## What you need to do
With no line omitted, restate the records below exactly as they appear.

(Data)

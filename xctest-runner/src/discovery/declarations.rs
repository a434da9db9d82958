// Copyright (c) The xctest Contributors
// SPDX-License-Identifier: MIT OR Apache-2.0

use super::SourcePosition;
use regex::Regex;
use std::fmt;

/// Recognizes test class and method declarations in the text of a single source file.
///
/// This is the only place that knows about source syntax. [`RegexDeclarationExtractor`] is a
/// lightweight structural recognizer; a real parser can be slotted in by implementing this trait.
pub trait DeclarationExtractor: fmt::Debug + Send + Sync {
    /// Returns the test classes declared in `text`, in source order.
    fn extract(&self, text: &str) -> Vec<ClassDeclaration>;
}

/// A test class declaration.
#[derive(Clone, Debug, Eq, PartialEq)]
pub struct ClassDeclaration {
    /// The class name.
    pub name: String,

    /// The position of the class name within the file.
    pub position: SourcePosition,

    /// The test methods declared in the class body.
    pub methods: Vec<MethodDeclaration>,
}

/// A test method declaration.
#[derive(Clone, Debug, Eq, PartialEq)]
pub struct MethodDeclaration {
    /// The method name.
    pub name: String,

    /// The position of the method name within the file.
    pub position: SourcePosition,
}

/// Recognizes declarations of the form:
///
/// ```text
/// class <Name> : <inheritance list> {
///     func <prefix><rest>(
/// }
/// ```
///
/// A class is a test class if one of the entries in its inheritance list is exactly the base test
/// type. Known limitations:
///
/// * class bodies are delimited by counting braces, with `"` toggling an "inside string" state.
///   Escaped quotes and multi-line string literals containing braces can confuse the count.
/// * a test class nested inside another test class contributes its methods to both.
/// * declarations inside comments are recognized as if they were code.
#[derive(Clone, Debug)]
pub struct RegexDeclarationExtractor {
    base_test_type: String,
    class_regex: Regex,
    method_regex: Regex,
}

impl RegexDeclarationExtractor {
    /// Creates a new extractor for the given base test type and test method prefix.
    pub fn new(base_test_type: impl Into<String>, test_method_prefix: &str) -> Self {
        let class_regex =
            Regex::new(r"\bclass\s+(?P<name>[A-Za-z_][A-Za-z0-9_]*)\s*:(?P<inherits>[^{};]*)\{")
                .expect("class regex is valid");
        let method_regex = Regex::new(&format!(
            r"\bfunc\s+(?P<name>{}[A-Za-z0-9_]*)\s*\(",
            regex::escape(test_method_prefix)
        ))
        .expect("escaped method regex is valid");

        Self {
            base_test_type: base_test_type.into(),
            class_regex,
            method_regex,
        }
    }

    fn inherits_base_type(&self, inherits: &str) -> bool {
        inherits.split(',').any(|entry| {
            // Only the first word counts, so that a trailing `where` clause doesn't hide the type.
            entry.split_whitespace().next() == Some(self.base_test_type.as_str())
        })
    }
}

impl DeclarationExtractor for RegexDeclarationExtractor {
    fn extract(&self, text: &str) -> Vec<ClassDeclaration> {
        let line_index = LineIndex::new(text);
        let mut classes = Vec::new();

        for captures in self.class_regex.captures_iter(text) {
            let name = &captures["name"];
            if !self.inherits_base_type(&captures["inherits"]) {
                continue;
            }

            // The match always ends with the opening brace.
            let whole = captures.get(0).expect("group 0 is always present");
            let open = whole.end() - 1;
            let Some(close) = find_matching_brace(text, open) else {
                tracing::debug!("no closing brace for class `{name}`, skipping");
                continue;
            };

            let body = &text[open + 1..close];
            let methods = self
                .method_regex
                .captures_iter(body)
                .filter_map(|method| {
                    let name = method.name("name")?;
                    Some(MethodDeclaration {
                        name: name.as_str().to_owned(),
                        position: line_index.position(open + 1 + name.start()),
                    })
                })
                .collect();

            let name_start = captures.name("name").expect("name group matched").start();
            classes.push(ClassDeclaration {
                name: name.to_owned(),
                position: line_index.position(name_start),
                methods,
            });
        }

        classes
    }
}

/// Given the byte offset of an opening brace, returns the byte offset of its matching closing
/// brace. Braces between double quotes are not counted.
pub(crate) fn find_matching_brace(text: &str, open: usize) -> Option<usize> {
    debug_assert_eq!(text.as_bytes().get(open), Some(&b'{'));

    let mut depth = 0usize;
    let mut in_string = false;
    for (offset, ch) in text[open..].char_indices() {
        match ch {
            '"' => in_string = !in_string,
            '{' if !in_string => depth += 1,
            '}' if !in_string => {
                depth -= 1;
                if depth == 0 {
                    return Some(open + offset);
                }
            }
            _ => {}
        }
    }
    None
}

/// Converts byte offsets into zero-based line and column positions.
struct LineIndex<'a> {
    text: &'a str,
    line_starts: Vec<usize>,
}

impl<'a> LineIndex<'a> {
    fn new(text: &'a str) -> Self {
        let line_starts = std::iter::once(0)
            .chain(text.match_indices('\n').map(|(offset, _)| offset + 1))
            .collect();
        Self { text, line_starts }
    }

    fn position(&self, offset: usize) -> SourcePosition {
        let line = match self.line_starts.binary_search(&offset) {
            Ok(line) => line,
            Err(next) => next - 1,
        };
        let column = self.text[self.line_starts[line]..offset].chars().count();
        SourcePosition { line, column }
    }
}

(End Data)

## Solution for this task
filename xctest-runner/src/discovery/declarations.rs
repository a434da9db9d82958
// Copyright (c) The xctest Contributors
// SPDX-License-Identifier: MIT OR Apache-2.0

use super::SourcePosition;
use regex::Regex;
use std::fmt;

/// Recognizes test class and method declarations in the text of a single source file.
///
/// This is the only place that knows about source syntax. [`RegexDeclarationExtractor`] is a
/// lightweight structural recognizer; a real parser can be slotted in by implementing this trait.
pub trait DeclarationExtractor: fmt::Debug + Send + Sync {
    /// Returns the test classes declared in `text`, in source order.
    fn extract(&self, text: &str) -> Vec<ClassDeclaration>;
}

/// A test class declaration.
#[derive(Clone, Debug, Eq, PartialEq)]
pub struct ClassDeclaration {
    /// The class name.
    pub name: String,

    /// The position of the class name within the file.
    pub position: SourcePosition,

    /// The test methods declared in the class body.
    pub methods: Vec<MethodDeclaration>,
}

/// A test method declaration.
#[derive(Clone, Debug, Eq, PartialEq)]
pub struct MethodDeclaration {
    /// The method name.
    pub name: String,

    /// The position of the method name within the file.
    pub position: SourcePosition,
}

/// Recognizes declarations of the form:
///
/// ```text
/// class <Name> : <inheritance list> {
///     func <prefix><rest>(
/// }
/// ```
///
/// A class is a test class if one of the entries in its inheritance list is exactly the base test
/// type. Known limitations:
///
/// * class bodies are delimited by counting braces, with `"` toggling an "inside string" state.
///   Escaped quotes and multi-line string literals containing braces can confuse the count.
/// * a test class nested inside another test class contributes its methods to both.
/// * declarations inside comments are recognized as if they were code.
#[derive(Clone, Debug)]
pub struct RegexDeclarationExtractor {
    base_test_type: String,
    class_regex: Regex,
    method_regex: Regex,
}

impl RegexDeclarationExtractor {
    /// Creates a new extractor for the given base test type and test method prefix.
    pub fn new(base_test_type: impl Into<String>, test_method_prefix: &str) -> Self {
        let class_regex =
            Regex::new(r"\bclass\s+(?P<name>[A-Za-z_][A-Za-z0-9_]*)\s*:(?P<inherits>[^{};]*)\{")
                .expect("class regex is valid");
        let method_regex = Regex::new(&format!(
            r"\bfunc\s+(?P<name>{}[A-Za-z0-9_]*)\s*\(",
            regex::escape(test_method_prefix)
        ))
        .expect("escaped method regex is valid");

        Self {
            base_test_type: base_test_type.into(),
            class_regex,
            method_regex,
        }
    }

    fn inherits_base_type(&self, inherits: &str) -> bool {
        inherits.split(',').any(|entry| {
            // Only the first word counts, so that a trailing `where` clause doesn't hide the type.
            entry.split_whitespace().next() == Some(self.base_test_type.as_str())
        })
    }
}

impl DeclarationExtractor for RegexDeclarationExtractor {
    fn extract(&self, text: &str) -> Vec<ClassDeclaration> {
        let line_index = LineIndex::new(text);
        let mut classes = Vec::new();

        for captures in self.class_regex.captures_iter(text) {
            let name = &captures["name"];
            if !self.inherits_base_type(&captures["inherits"]) {
                continue;
            }

            // The match always ends with the opening brace.
            let whole = captures.get(0).expect("group 0 is always present");
            let open = whole.end() - 1;
            let Some(close) = find_matching_brace(text, open) else {
                tracing::debug!("no closing brace for class `{name}`, skipping");
                continue;
            };

            let body = &text[open + 1..close];
            let methods = self
                .method_regex
                .captures_iter(body)
                .filter_map(|method| {
                    let name = method.name("name")?;
                    Some(MethodDeclaration {
                        name: name.as_str().to_owned(),
                        position: line_index.position(open + 1 + name.start()),
                    })
                })
                .collect();

            let name_start = captures.name("name").expect("name group matched").start();
            classes.push(ClassDeclaration {
                name: name.to_owned(),
                position: line_index.position(name_start),
                methods,
            });
        }

        classes
    }
}

/// Given the byte offset of an opening brace, returns the byte offset of its matching closing
/// brace. Braces between double quotes are not counted.
pub(crate) fn find_matching_brace(text: &str, open: usize) -> Option<usize> {
    debug_assert_eq!(text.as_bytes().get(open), Some(&b'{'));

    let mut depth = 0usize;
    let mut in_string = false;
    for (offset, ch) in text[open..].char_indices() {
        match ch {
            '"' => in_string = !in_string,
            '{' if !in_string => depth += 1,
            '}' if !in_string => {
                depth -= 1;
                if depth == 0 {
                    return Some(open + offset);
                }
            }
            _ => {}
        }
    }
    None
}

/// Converts byte offsets into zero-based line and column positions.
struct LineIndex<'a> {
    text: &'a str,
    line_starts: Vec<usize>,
}

impl<'a> LineIndex<'a> {
    fn new(text: &'a str) -> Self {
        let line_starts = std::iter::once(0)
            .chain(text.match_indices('\n').map(|(offset, _)| offset + 1))
            .collect();
        Self { text, line_starts }
    }

    fn position(&self, offset: usize) -> SourcePosition {
        let line = match self.line_starts.binary_search(&offset) {
            Ok(line) => line,
            Err(next) => next - 1,
        };
        let column = self.text[self.line_starts[line]..offset].chars().count();
        SourcePosition { line, column }
    }
}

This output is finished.